Just a quick question. I signed up with Fido and got an iPhone. I asked to get data blocked and called back many times to confirm that data is in fact blocked. Every representative has assured me that data is blocked.

Now for the question. When my phone is on standby I have the symbol "E" next to the reception bars which indicates Edge connection. When I make a call, the symbol disappears and I've also noticed that it sometimes turns into a circle with a dot in the middle. I can't access the net, weather app does not work, and I'm not getting any data usage according to the phone. So is it okay that the "E" symbol continues to show?

Fido iPhone users with blocked data, please chime in. I just don't want to get dinged for data usage. I've read too many horror stories.

Thanks a lot,

ATTL


----------



## yoyo (Aug 3, 2003)

I am also with fido and have blocked data. The E is always there but if I try to use an app that requires data, I get a message telling me Edge cannot connect.
Also my Data usage stays at zero.
I have a first gen iphone running 1.14


----------



## kungfookiller (Jun 11, 2008)

That just means the network is available wherever you are. If you've blocked it properly through rogers there shouldnt be any way for you to connect to their edge network. Quick and easy way to make sure you're not connecting is to open up weather app and see if it updates when you're not connected to wifi.

The little circle just means that Edge isnt available but the slower GPRS is. Both circle and edge disappear when you are in a call because you cannpt access data when in a call (but you can access wifi because its not part of the cell network).

cheers


----------



## ATTL (Sep 9, 2008)

Very good to hear. Weather and other apps that require a connection to do not work when I'm not connected to wifi. So I guess I'm good.

Thanks,


----------



## bmovie (Jan 18, 2003)

Interesting, I'm with Rogers and have my data blocked and I don't see the E or the 3G symbol on my phone at all.

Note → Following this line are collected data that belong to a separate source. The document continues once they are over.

use std::{fs, path::Path};

use serde::Deserialize;

use crate::domain::{DEFAULT_A, DEFAULT_B};
use crate::error::SettingsError;
use crate::render::Margins;
use crate::session::DATA_ROUTE_PREFIX;

pub const DEFAULT_SETTINGS_FILE: &str = "panel.toml";
const ENV_PREFIX: &str = "PANEL__";

#[derive(Debug, Clone, PartialEq, Deserialize)]
#[serde(default)]
pub struct Settings {
    pub initial_a: f64,
    pub initial_b: f64,
    pub chart_width: f64,
    pub chart_height: f64,
    pub margin_top: f64,
    pub margin_right: f64,
    pub margin_bottom: f64,
    pub margin_left: f64,
    pub data_route_prefix: String,
}

impl Default for Settings {
    fn default() -> Self {
        let margins = Margins::default();
        Self {
            initial_a: DEFAULT_A,
            initial_b: DEFAULT_B,
            chart_width: 460.0,
            chart_height: 400.0,
            margin_top: margins.top,
            margin_right: margins.right,
            margin_bottom: margins.bottom,
            margin_left: margins.left,
            data_route_prefix: DATA_ROUTE_PREFIX.into(),
        }
    }
}

impl Settings {
    pub fn margins(&self) -> Margins {
        Margins {
            top: self.margin_top,
            right: self.margin_right,
            bottom: self.margin_bottom,
            left: self.margin_left,
        }
    }
}

/// Reads `path` (or `panel.toml` in the working directory when it exists),
/// then applies `PANEL__*` environment overrides.
pub fn load_settings(path: Option<&Path>) -> Result<Settings, SettingsError> {
    let mut settings = match path {
        Some(path) => read_settings_file(path)?,
        None if Path::new(DEFAULT_SETTINGS_FILE).exists() => {
            read_settings_file(Path::new(DEFAULT_SETTINGS_FILE))?
        }
        None => Settings::default(),
    };
    apply_overrides(&mut settings, |name| std::env::var(name).ok())?;
    Ok(settings)
}

pub fn read_settings_file(path: &Path) -> Result<Settings, SettingsError> {
    let raw = fs::read_to_string(path).map_err(|source| SettingsError::Read {
        path: path.to_path_buf(),
        source,
    })?;
    toml::from_str(&raw).map_err(|source| SettingsError::Parse {
        path: path.to_path_buf(),
        source,
    })
}

pub fn apply_overrides(
    settings: &mut Settings,
    lookup: impl Fn(&str) -> Option<String>,
) -> Result<(), SettingsError> {
    let numeric: [(&str, &mut f64); 8] = [
        ("INITIAL_A", &mut settings.initial_a),
        ("INITIAL_B", &mut settings.initial_b),
        ("CHART_WIDTH", &mut settings.chart_width),
        ("CHART_HEIGHT", &mut settings.chart_height),
        ("MARGIN_TOP", &mut settings.margin_top),
        ("MARGIN_RIGHT", &mut settings.margin_right),
        ("MARGIN_BOTTOM", &mut settings.margin_bottom),
        ("MARGIN_LEFT", &mut settings.margin_left),
    ];

    for (suffix, slot) in numeric {
        let name = format!("{ENV_PREFIX}{suffix}");
        if let Some(value) = lookup(&name) {
            *slot = value
                .trim()
                .parse::<f64>()
                .map_err(|_| SettingsError::InvalidOverride {
                    name: name.clone(),
                    value: value.clone(),
                })?;
        }
    }

    if let Some(value) = lookup(&format!("{ENV_PREFIX}DATA_ROUTE_PREFIX")) {
        settings.data_route_prefix = value;
    }

    Ok(())
}

#[cfg(test)]
#[path = "tests/config_tests.rs"]
mod tests;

Which tells me I cannot connect to either of these two systems


----------



## SeeB (Jun 30, 2008)

Hi there,
I've got iPhone 3G with Fido, and my data is blocked from the compagnie.

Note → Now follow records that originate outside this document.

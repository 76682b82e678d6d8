use serde::{Deserialize, Serialize};

pub const COEFFICIENT_MIN: f64 = -2.0;
pub const COEFFICIENT_MAX: f64 = 2.0;
/// Control steps per unit; the committed step is `1 / STEPS_PER_UNIT`.
pub const STEPS_PER_UNIT: f64 = 1000.0;

pub const DEFAULT_A: f64 = -0.75;
pub const DEFAULT_B: f64 = 0.5;

#[derive(Debug, Clone, Copy, PartialEq, Eq, Hash, Serialize, Deserialize)]
#[serde(rename_all = "snake_case")]
pub enum Coefficient {
    A,
    B,
}

impl Coefficient {
    pub fn label(self) -> &'static str {
        match self {
            Self::A => "a",
            Self::B => "b",
        }
    }
}

/// Both values always lie in `[COEFFICIENT_MIN, COEFFICIENT_MAX]`. Fields are
/// private so every construction path goes through the clamp.
#[derive(Debug, Clone, Copy, PartialEq, Serialize, Deserialize)]
#[serde(from = "PairFields")]
pub struct CoefficientPair {
    a: f64,
    b: f64,
}

#[derive(Deserialize)]
struct PairFields {
    a: f64,
    b: f64,
}

impl From<PairFields> for CoefficientPair {
    fn from(fields: PairFields) -> Self {
        Self::new(fields.a, fields.b)
    }
}

impl CoefficientPair {
    /// Builds a pair with both values clamped into the permitted range. A
    /// non-finite value falls back to that coefficient's default.
    pub fn new(a: f64, b: f64) -> Self {
        Self::default().with(Coefficient::A, a).with(Coefficient::B, b)
    }

    pub fn a(&self) -> f64 {
        self.a
    }

    pub fn b(&self) -> f64 {
        self.b
    }

    pub fn get(&self, coefficient: Coefficient) -> f64 {
        match coefficient {
            Coefficient::A => self.a,
            Coefficient::B => self.b,
        }
    }

    /// Replaces one coefficient. Non-finite input leaves the pair unchanged.
    pub fn with(mut self, coefficient: Coefficient, value: f64) -> Self {
        if let Some(value) = clamp_coefficient(value) {
            match coefficient {
                Coefficient::A => self.a = value,
                Coefficient::B => self.b = value,
            }
        }
        self
    }
}

impl Default for CoefficientPair {
    fn default() -> Self {
        Self {
            a: DEFAULT_A,
            b: DEFAULT_B,
        }
    }
}

/// `None` for NaN and infinities; callers keep their previous value.
pub fn clamp_coefficient(value: f64) -> Option<f64> {
    value
        .is_finite()
        .then(|| value.clamp(COEFFICIENT_MIN, COEFFICIENT_MAX))
}

#[derive(Debug, Clone, Copy, PartialEq, Serialize, Deserialize)]
pub struct Point {
    pub x: f64,
    pub y: f64,
}

#[derive(Debug, Clone, PartialEq, Default, Serialize, Deserialize)]
pub struct PointSeries {
    points: Vec<Point>,
}

impl PointSeries {
    pub fn from_points(points: Vec<Point>) -> Self {
        Self { points }
    }

    pub fn points(&self) -> &[Point] {
        &self.points
    }

    pub fn len(&self) -> usize {
        self.points.len()
    }

    pub fn is_empty(&self) -> bool {
        self.points.is_empty()
    }

    /// Largest y value, or `None` for an empty series.
    pub fn max_y(&self) -> Option<f64> {
        self.points
            .iter()
            .map(|p| p.y)
            .fold(None, |acc, y| match acc {
                Some(m) if m >= y => Some(m),
                _ => Some(y),
            })
    }
}

impl FromIterator<Point> for PointSeries {
    fn from_iter<I: IntoIterator<Item = Point>>(iter: I) -> Self {
        Self {
            points: iter.into_iter().collect(),
        }
    }
}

I dont have the "E".. I only have "Fido" and my WiFi sign, when I got one..

Hope you wont use data


----------



## neesh0 (Jul 12, 2008)

there is a guide by ruffdeezy somewhere on ehphone.ca, it worked excellent for me, I have no data but my edge sign is still on.


----------



## reddyroc007 (Aug 6, 2008)

my girls 3g no longer shows data icons since calling rogers to block data.


----------



## metastasis (Oct 2, 2009)

hello and thanks goodness i found you.
i have the same problem, with my carrier's little blue circle hanging up there. i didn't use it at all, i cannot connect to gprs which is good, but i still want that circle to disappear from there, cause it dries my battery out. in 8 hours the battery is empty. that didn;t happen to me before yesterday when that damn circle appeared. could you please help me ?
thanks a lot!


----------



## kh4nh (Apr 9, 2005)

After asking carrier to block your data, you could do one more step just for precaution. On your iPhone, open Safari and go to this website: Unlockit - APN Changer for your iPhone and follow the instructions. This is to change your APN settings so that your iPhone could not connect to Fido cell tower. Good luck


----------



## guycomputer (Jun 12, 2009)

Do you choose the generic profile at Unlockit - APN Changer for your iPhone or the specific one for Fido or Rogers?


----------